J. Russell George, the Treasury Inspector General for Tax Administration and Timothy P. Camus, TIGTA’s deputy inspector general for investigations, said in testimony before the committee that backup tapes from a decommissioned email server were likely to have held copies of emails to and from Lois Lerner, the former director of the IRS division in charge of tax-exempt organizations.
Lerner’s division, in the run-up to the 2012 elections, received a surge in applications for tax exempt status from organizations with apparent political agendas because of court rulings that loosened the rules on what kind of groups can qualify for tax-exempt status. Lerner’s division, in an effort to identify applications that required extra scrutiny, developed a set of keywords that, in large part, resulted in conservative groups being flagged for closer examination at a much higher rate.
Many such groups claimed that the delay in receiving tax-exempt status prevented them from fully engaging in issue advocacy as they had planned prior to the election. Many conservatives believe this helped President Obama in the 2012 presidential election.
A lengthy investigation into the issue determined that many of the emails to and from Lerner were unavailable because the hard drive on her computer crashed in June of 2011 and the data was not recoverable. The IRS later had to admit that its email recordkeeping system had not retained Lerner’s emails.
Investigators were able to piece together much of the email record from different sources, but have never been able to say definitively that they have everything that Lerner sent or received via the IRA system. A set of backup tapes from a decommissioned email server house in Maryland appear to have been one of the better possibilities for recovering that data, but George and Camus told Congress Thursday that the data had been erased.
“TIGTA took possession of the 424 backup tapes and determined that 422 of the 424 tapes were degaussed (i.e., magnetically erased) by IRS employees in Martinsburg (W. Va.) on or around March 4, 2014, one month after the IRS realized they were missing e-mails from Lois Lerner, and approximately eight months after the House Committee on Oversight and Government Reform requested “all documents and communications sent by, received by, or copied to Lois Lerner,” the testimony found.
However, the investigators said, they did not find evidence that the tapes were erased in an effort to deliberately destroy evidence.
“The investigation uncovered testimony and e-mail traffic between IRS employees that indicate that the involved employees did not know about, comprehend, or follow the Chief Technology Officer’s May 22, 2013, e-mail directive to halt the destruction of e-mail backup media due to ‘the current environment’ and ongoing investigations.”

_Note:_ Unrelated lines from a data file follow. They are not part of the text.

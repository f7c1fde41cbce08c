// SPDX-License-Identifier: BUSL-1.1
// Copyright (c) 2026 Alfred Jean LLC

use super::*;

#[test]
fn system_clock_returns_increasing_time() {
    let clock = SystemClock;
    let t1 = clock.now();
    std::thread::sleep(Duration::from_millis(1));
    let t2 = clock.now();
    assert!(t2 > t1);
}

#[test]
fn epoch_ms_tracks_now() {
    let clock = FakeClock::at(DateTime::UNIX_EPOCH);
    assert_eq!(clock.epoch_ms(), 0);
    clock.advance(Duration::from_secs(2));
    assert_eq!(clock.epoch_ms(), 2_000);
}

#[test]
fn fake_clock_can_be_advanced() {
    let clock = FakeClock::new();
    let t1 = clock.now();
    clock.advance(Duration::from_secs(60));
    let t2 = clock.now();
    assert_eq!(t2 - t1, chrono::Duration::seconds(60));
}

#[test]
fn fake_clock_is_cloneable_and_shared() {
    let clock1 = FakeClock::new();
    let clock2 = clock1.clone();
    let t1 = clock1.now();
    clock2.advance(Duration::from_secs(30));
    assert_eq!(clock1.now() - t1, chrono::Duration::seconds(30));
}

#[test]
fn fake_clock_set() {
    let clock = FakeClock::new();
    let target = "2024-01-01T00:00:10Z".parse::<DateTime<Utc>>().unwrap();
    clock.set(target);
    assert_eq!(clock.now(), target);
}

While the report is careful not to suggest any intentional obstruction of the investigation by IRS officials, it notes that the agency also did not do everything in its power to respond to Congress’s requests for information.
“As a result of the investigative process, TIGTA was successful in recovering over 1,000 e-mails that the IRS did not produce to the Congress, DOJ, or TIGTA,” it says. “The investigation also revealed that prior to our investigation and our efforts to recover Ms. Lerner’s missing e-mails; the IRS did not search for, review or examine the two separate sources of backup tapes, the server hard drives, or the loaner laptops that ultimately produced new, previously undisclosed e-mails.”
While unlikely to result in any new charges or accusations, the report will no doubt feed conspiracy theories that already abound in conservative circles about just what was on the emails that now appear gone for good.